You don't need to take a "very long" string. Windowing is a good idea for any signal-processing using fourier analysis.

I agree the subject can get esoteric, but a practical recipe that doesn't throw away any information is to use the Hanning (or Hann) window (as defined on the wiki page), and split the data into chunks that overlap half way. In other words if you use a 1024 point FFT, then do FFTs on samples 1...1024, 513...1536, 1025...2048, etc. That choice of window function makes the whole process invertible, because the overlapping window functions add up to exactly 1 everywhere. The window function $(1 - \cos 2x)/2 = \sin^2 x$, the successive windows look like an alternation between $\sin^2 x$ and $\cos^2 x$, and $\sin^2 x + \cos^2 x = 1$.

If you are interested in the transients at the beginning and end of the data, add some 0's at the start and end, so half the first chunk of data is zero .

If you are processing "music", one FFT will show you all the harmonics of all the notes that were played in that time interval, which can just look like a mess. It might work better to use fairly short FFTs, e.g. 4096 points which is about 1/10 of a second at 44100 samples /second. See http://en.wikipedia.org/wiki/Short-time_Fourier_transform

Last edited: Jan 29, 2014
4. Jan 29, 2014

### btb4198

ok I am windowing ... I think...
I taking 16384 samples at a time..
and i forget about the other samples
well I just do not use them
are you saying I should make them 0 and put them in my FFT?

5. Jan 29, 2014

### analogdesign

No, he's saying you should apply a filter to your data (a window) such that the beginning and the end of the data sequence are roughly equal. Otherwise there will be significant "frequency leakage" in your FFT and it could be very misleading.

6. Jan 29, 2014

### btb4198

what kind of filter ? and what should it do ?

7. Jan 29, 2014

### analogdesign

8. Jan 29, 2014

### btb4198

9. Jan 30, 2014

### AlephZero

If you are doing an FFT on 16384 samples and the Nyquist frequency is 22050 Hz, the resolution of your FFT frequencies will be 22050/16384 = 1.35 Hz.

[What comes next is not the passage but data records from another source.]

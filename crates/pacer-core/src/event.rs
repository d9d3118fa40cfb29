//! Notification payloads delivered to transition collaborators.

use serde::{Deserialize, Serialize};

use crate::{PhaseName, TimeImpact};

/// Event sent to the transition callback of a session.
///
/// Ephemeral: events are delivered fire-and-forget and never stored.
#[derive(Debug, Clone, PartialEq, Serialize, Deserialize)]
#[serde(tag = "status", rename_all = "snake_case")]
pub enum TransitionEvent {
    /// The session moved from one phase to the next.
    Transitioned {
        from_phase: PhaseName,
        to_phase: PhaseName,
        was_forced: bool,
        time_impact: TimeImpact,
    },

    /// The final phase ran past its deadline; the schedule is exhausted.
    TimeExceeded {
        phase: PhaseName,
        time_impact: TimeImpact,
    },
}

impl TransitionEvent {
    pub fn time_impact(&self) -> TimeImpact {
        match self {
            Self::Transitioned { time_impact, .. } | Self::TimeExceeded { time_impact, .. } => {
                *time_impact
            }
        }
    }

    /// The phase that was closed.
    pub fn phase(&self) -> &PhaseName {
        match self {
            Self::Transitioned { from_phase, .. } => from_phase,
            Self::TimeExceeded { phase, .. } => phase,
        }
    }
}
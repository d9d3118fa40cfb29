//! Phase monitoring for running sessions.
//!
//! Each session gets one monitor task that ticks at the configured poll
//! interval and asks the session actor whether the current phase's
//! deadline has passed. The actor performs the transition; the monitor
//! only drives the clock checks and decides when to stop.
//!
//! A monitor stops when:
//! - the session's cancellation token fires (session ended or scheduler shut down)
//! - the actor reports the final phase complete
//! - the actor is gone (its channel closed)
//!
//! # Panic-Free Guarantees
//!
//! Poll failures end this session's loop only. Panics inside session tasks
//! are caught by [`supervise`] and logged.

use std::time::Duration;

use tokio::task::JoinHandle;
use tokio::time::{interval, MissedTickBehavior};
use tokio_util::sync::CancellationToken;
use tracing::{debug, error, info};

use pacer_core::SessionId;

use crate::scheduler::{PollOutcome, SchedulerError, SessionHandle};

/// Spawns the deadline monitor for one session.
///
/// The first tick fires immediately, so a phase that is already past its
/// deadline is handled without waiting a full interval.
pub fn spawn_phase_monitor(
    session_id: SessionId,
    handle: SessionHandle,
    poll_interval: Duration,
    cancel: CancellationToken,
) -> JoinHandle<()> {
    tokio::spawn(async move {
        let mut tick = interval(poll_interval);
        tick.set_missed_tick_behavior(MissedTickBehavior::Delay);

        info!(
            session_id = %session_id,
            poll_interval_ms = poll_interval.as_millis() as u64,
            "Phase monitor started"
        );

        loop {
            tokio::select! {
                biased;

                _ = cancel.cancelled() => {
                    debug!(session_id = %session_id, "Phase monitor cancelled");
                    break;
                }

                _ = tick.tick() => {
                    if !check_deadline(&session_id, &handle).await {
                        break;
                    }
                }
            }
        }

        debug!(session_id = %session_id, "Phase monitor task completed");
    })
}

/// Runs one poll. Returns `false` when the monitor should stop.
async fn check_deadline(session_id: &SessionId, handle: &SessionHandle) -> bool {
    match handle.poll().await {
        Ok(PollOutcome::Running) => true,
        Ok(PollOutcome::Paused) => {
            debug!(session_id = %session_id, "Session paused, skipping tick");
            true
        }
        Ok(PollOutcome::Advanced(outcome)) => {
            debug!(
                session_id = %session_id,
                message = %outcome.message(),
                "Deadline transition applied"
            );
            true
        }
        Ok(PollOutcome::Finished) => {
            info!(session_id = %session_id, "Schedule finished, phase monitor exiting");
            false
        }
        Err(SchedulerError::ChannelClosed) => {
            debug!(session_id = %session_id, "Session actor gone, phase monitor exiting");
            false
        }
        Err(e) => {
            error!(session_id = %session_id, error = %e, "Phase monitor fault");
            false
        }
    }
}

/// Watches a session task and logs it if it panicked.
///
/// Tokio already confines a panic to the task it happened in; this makes
/// the fault visible and attributes it to the session.
pub fn supervise(
    session_id: SessionId,
    task: &'static str,
    handle: JoinHandle<()>,
) -> JoinHandle<()> {
    tokio::spawn(async move {
        match handle.await {
            Ok(()) => {}
            Err(e) if e.is_panic() => {
                error!(session_id = %session_id, task, "Session task panicked");
            }
            Err(_) => {
                debug!(session_id = %session_id, task, "Session task aborted");
            }
        }
    })
}

#[cfg(test)]
mod tests {
    use super::*;
    use crate::scheduler::SessionCommand;
    use std::sync::atomic::{AtomicUsize, Ordering};
    use std::sync::Arc;
    use tokio::sync::mpsc;

    /// Answers polls with `Running` until `finish_after` polls, then `Finished`.
    fn fake_actor(finish_after: usize) -> (SessionHandle, Arc<AtomicUsize>) {
        let (tx, mut rx) = mpsc::channel(8);
        let polls = Arc::new(AtomicUsize::new(0));
        let counter = polls.clone();

        tokio::spawn(async move {
            while let Some(cmd) = rx.recv().await {
                if let SessionCommand::Poll { respond_to } = cmd {
                    let n = counter.fetch_add(1, Ordering::SeqCst) + 1;
                    let outcome = if n >= finish_after {
                        PollOutcome::Finished
                    } else {
                        PollOutcome::Running
                    };
                    let _ = respond_to.send(outcome);
                }
            }
        });

        (SessionHandle::new(tx), polls)
    }

    #[tokio::test]
    async fn test_monitor_exits_when_finished() {
        let (handle, polls) = fake_actor(3);
        let task = spawn_phase_monitor(
            SessionId::new("s1"),
            handle,
            Duration::from_millis(5),
            CancellationToken::new(),
        );

        tokio::time::timeout(Duration::from_secs(2), task)
            .await
            .expect("monitor should exit after Finished")
            .unwrap();
        assert_eq!(polls.load(Ordering::SeqCst), 3);
    }

    #[tokio::test]
    async fn test_monitor_stops_on_cancel() {
        let (handle, _polls) = fake_actor(usize::MAX);
        let cancel = CancellationToken::new();
        let task = spawn_phase_monitor(
            SessionId::new("s1"),
            handle,
            Duration::from_millis(5),
            cancel.clone(),
        );

        cancel.cancel();
        tokio::time::timeout(Duration::from_secs(1), task)
            .await
            .expect("monitor should stop promptly")
            .unwrap();
    }

    #[tokio::test]
    async fn test_monitor_exits_when_actor_gone() {
        let (tx, rx) = mpsc::channel(1);
        drop(rx);
        let task = spawn_phase_monitor(
            SessionId::new("s1"),
            SessionHandle::new(tx),
            Duration::from_millis(5),
            CancellationToken::new(),
        );

        tokio::time::timeout(Duration::from_secs(1), task)
            .await
            .expect("monitor should exit when the actor is gone")
            .unwrap();
    }

    #[tokio::test]
    async fn test_supervise_contains_panic() {
        let inner = tokio::spawn(async {
            if true {
                panic!("monitor blew up");
            }
        });
        let watcher = supervise(SessionId::new("s1"), "monitor", inner);
        assert!(watcher.await.is_ok());
    }
}
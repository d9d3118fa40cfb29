//! Scheduler configuration.
//!
//! Configuration is read from a TOML file:
//!
//! ```toml
//! [scheduler]
//! poll_interval_ms = 1000
//! callback_timeout_ms = 5000
//!
//! [[phases]]
//! name = "introduction"
//! duration_minutes = 5
//!
//! [[phases]]
//! name = "system design"
//! duration_minutes = 40
//! is_skippable = true
//! ```
//!
//! Every field is optional. Lookup order for the file is the explicit path,
//! then `PACER_CONFIG`, then `<config dir>/pacer/config.toml`; if none
//! exists the defaults apply. `PACER_POLL_INTERVAL_MS` overrides the poll
//! interval after loading.

use std::env;
use std::fs;
use std::path::{Path, PathBuf};
use std::time::Duration;

use serde::{Deserialize, Serialize};
use thiserror::Error;
use tracing::debug;

use pacer_core::{build_custom_schedule, DomainResult, PhaseInput, Schedule};

/// Environment variable naming the config file.
pub const CONFIG_ENV: &str = "PACER_CONFIG";

/// Environment variable overriding `scheduler.poll_interval_ms`.
pub const POLL_INTERVAL_ENV: &str = "PACER_POLL_INTERVAL_MS";

pub const DEFAULT_POLL_INTERVAL_MS: u64 = 1000;
pub const DEFAULT_CALLBACK_TIMEOUT_MS: u64 = 5000;
pub const DEFAULT_NOTIFY_QUEUE_CAPACITY: usize = 32;
pub const DEFAULT_COMMAND_BUFFER: usize = 32;
pub const DEFAULT_MAX_SESSIONS: usize = 1000;

/// Errors raised while loading configuration.
#[derive(Debug, Error)]
pub enum ConfigError {
    #[error("failed to read config file {path}: {source}")]
    Read {
        path: PathBuf,
        #[source]
        source: std::io::Error,
    },

    #[error("failed to parse config: {0}")]
    Parse(#[from] toml::de::Error),

    #[error("invalid config: {0}")]
    Invalid(String),
}

/// Runtime tuning for the scheduler.
#[derive(Debug, Clone, PartialEq, Eq, Serialize, Deserialize)]
#[serde(default)]
pub struct SchedulerConfig {
    /// How often each session's monitor checks its deadline
    pub poll_interval_ms: u64,
    /// Upper bound on a single transition callback
    pub callback_timeout_ms: u64,
    /// Pending notifications buffered per session before new ones are dropped
    pub notify_queue_capacity: usize,
    /// Pending commands buffered per session actor
    pub command_buffer: usize,
    pub max_sessions: usize,
}

impl Default for SchedulerConfig {
    fn default() -> Self {
        Self {
            poll_interval_ms: DEFAULT_POLL_INTERVAL_MS,
            callback_timeout_ms: DEFAULT_CALLBACK_TIMEOUT_MS,
            notify_queue_capacity: DEFAULT_NOTIFY_QUEUE_CAPACITY,
            command_buffer: DEFAULT_COMMAND_BUFFER,
            max_sessions: DEFAULT_MAX_SESSIONS,
        }
    }
}

impl SchedulerConfig {
    pub fn poll_interval(&self) -> Duration {
        Duration::from_millis(self.poll_interval_ms)
    }

    pub fn callback_timeout(&self) -> Duration {
        Duration::from_millis(self.callback_timeout_ms)
    }

    #[must_use]
    pub fn with_poll_interval(mut self, interval: Duration) -> Self {
        self.poll_interval_ms = u64::try_from(interval.as_millis()).unwrap_or(u64::MAX);
        self
    }

    #[must_use]
    pub fn with_callback_timeout(mut self, timeout: Duration) -> Self {
        self.callback_timeout_ms = u64::try_from(timeout.as_millis()).unwrap_or(u64::MAX);
        self
    }

    #[must_use]
    pub fn with_max_sessions(mut self, max_sessions: usize) -> Self {
        self.max_sessions = max_sessions;
        self
    }

    /// Rejects values that would stall or disable the runtime.
    ///
    /// # Errors
    ///
    /// Returns `ConfigError::Invalid` naming the first zero-valued field.
    pub fn validate(&self) -> Result<(), ConfigError> {
        let checks = [
            ("poll_interval_ms", self.poll_interval_ms == 0),
            ("callback_timeout_ms", self.callback_timeout_ms == 0),
            ("notify_queue_capacity", self.notify_queue_capacity == 0),
            ("command_buffer", self.command_buffer == 0),
            ("max_sessions", self.max_sessions == 0),
        ];
        match checks.iter().find(|(_, is_zero)| *is_zero) {
            Some((field, _)) => Err(ConfigError::Invalid(format!("{field} must be positive"))),
            None => Ok(()),
        }
    }
}

/// Top-level configuration file.
#[derive(Debug, Clone, Default, PartialEq, Eq, Serialize, Deserialize)]
#[serde(default)]
pub struct PacerConfig {
    pub scheduler: SchedulerConfig,
    /// Custom phases; `None` selects the built-in schedule
    #[serde(skip_serializing_if = "Option::is_none")]
    pub phases: Option<Vec<PhaseInput>>,
}

impl PacerConfig {
    /// Parses and validates configuration from TOML text.
    ///
    /// # Errors
    ///
    /// Returns `ConfigError::Parse` for malformed TOML and
    /// `ConfigError::Invalid` for out-of-range values.
    pub fn from_toml_str(text: &str) -> Result<Self, ConfigError> {
        let config: Self = toml::from_str(text)?;
        config.scheduler.validate()?;
        Ok(config)
    }

    /// Loads configuration from a file.
    ///
    /// # Errors
    ///
    /// Returns `ConfigError::Read` if the file cannot be read, otherwise as
    /// [`from_toml_str`](Self::from_toml_str).
    pub fn load(path: &Path) -> Result<Self, ConfigError> {
        let text = fs::read_to_string(path).map_err(|source| ConfigError::Read {
            path: path.to_path_buf(),
            source,
        })?;
        debug!(path = %path.display(), "Loaded config file");
        Self::from_toml_str(&text)
    }

    /// Resolves the config file location and loads it, then applies
    /// environment overrides.
    ///
    /// An explicit path or `PACER_CONFIG` must exist; the default location
    /// is optional.
    ///
    /// # Errors
    ///
    /// Propagates load and override errors.
    pub fn discover(explicit: Option<&Path>) -> Result<Self, ConfigError> {
        let explicit = explicit
            .map(Path::to_path_buf)
            .or_else(|| env::var_os(CONFIG_ENV).map(PathBuf::from));

        let mut config = match explicit {
            Some(path) => Self::load(&path)?,
            None => match default_config_path().filter(|p| p.exists()) {
                Some(path) => Self::load(&path)?,
                None => Self::default(),
            },
        };

        config.apply_overrides(|key| env::var(key).ok())?;
        Ok(config)
    }

    /// Applies overrides from a key lookup (normally the process environment).
    ///
    /// # Errors
    ///
    /// Returns `ConfigError::Invalid` if an override does not parse or
    /// produces an invalid configuration.
    pub fn apply_overrides<F>(&mut self, lookup: F) -> Result<(), ConfigError>
    where
        F: Fn(&str) -> Option<String>,
    {
        if let Some(raw) = lookup(POLL_INTERVAL_ENV) {
            self.scheduler.poll_interval_ms = raw.trim().parse().map_err(|_| {
                ConfigError::Invalid(format!("{POLL_INTERVAL_ENV}: not a number: {raw}"))
            })?;
        }
        self.scheduler.validate()
    }

    /// Builds the configured schedule.
    ///
    /// An explicit but empty `phases` list is rejected rather than silently
    /// replaced by the default schedule.
    ///
    /// # Errors
    ///
    /// Propagates schedule validation errors.
    pub fn schedule(&self) -> DomainResult<Schedule> {
        match &self.phases {
            Some(phases) => build_custom_schedule(phases),
            None => Ok(Schedule::default_schedule()),
        }
    }
}

/// Default location of the config file, if the platform has a config dir.
pub fn default_config_path() -> Option<PathBuf> {
    dirs::config_dir().map(|dir| dir.join("pacer").join("config.toml"))
}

If you didn't do any windowing and are just looking at a plot of the FFT data, getting within 2 or 3 frequency increments of of the "accurate" frequency is probably about as good as you will get. In any case, there is no guarantee that the pitch of the music you played from youtube was actually A = 440 Hz.

10. Jan 30, 2014

### btb4198

I have a filter that removes low noise ..
is the magnitude is less 300,000
I do not display it

that is kind of like windowing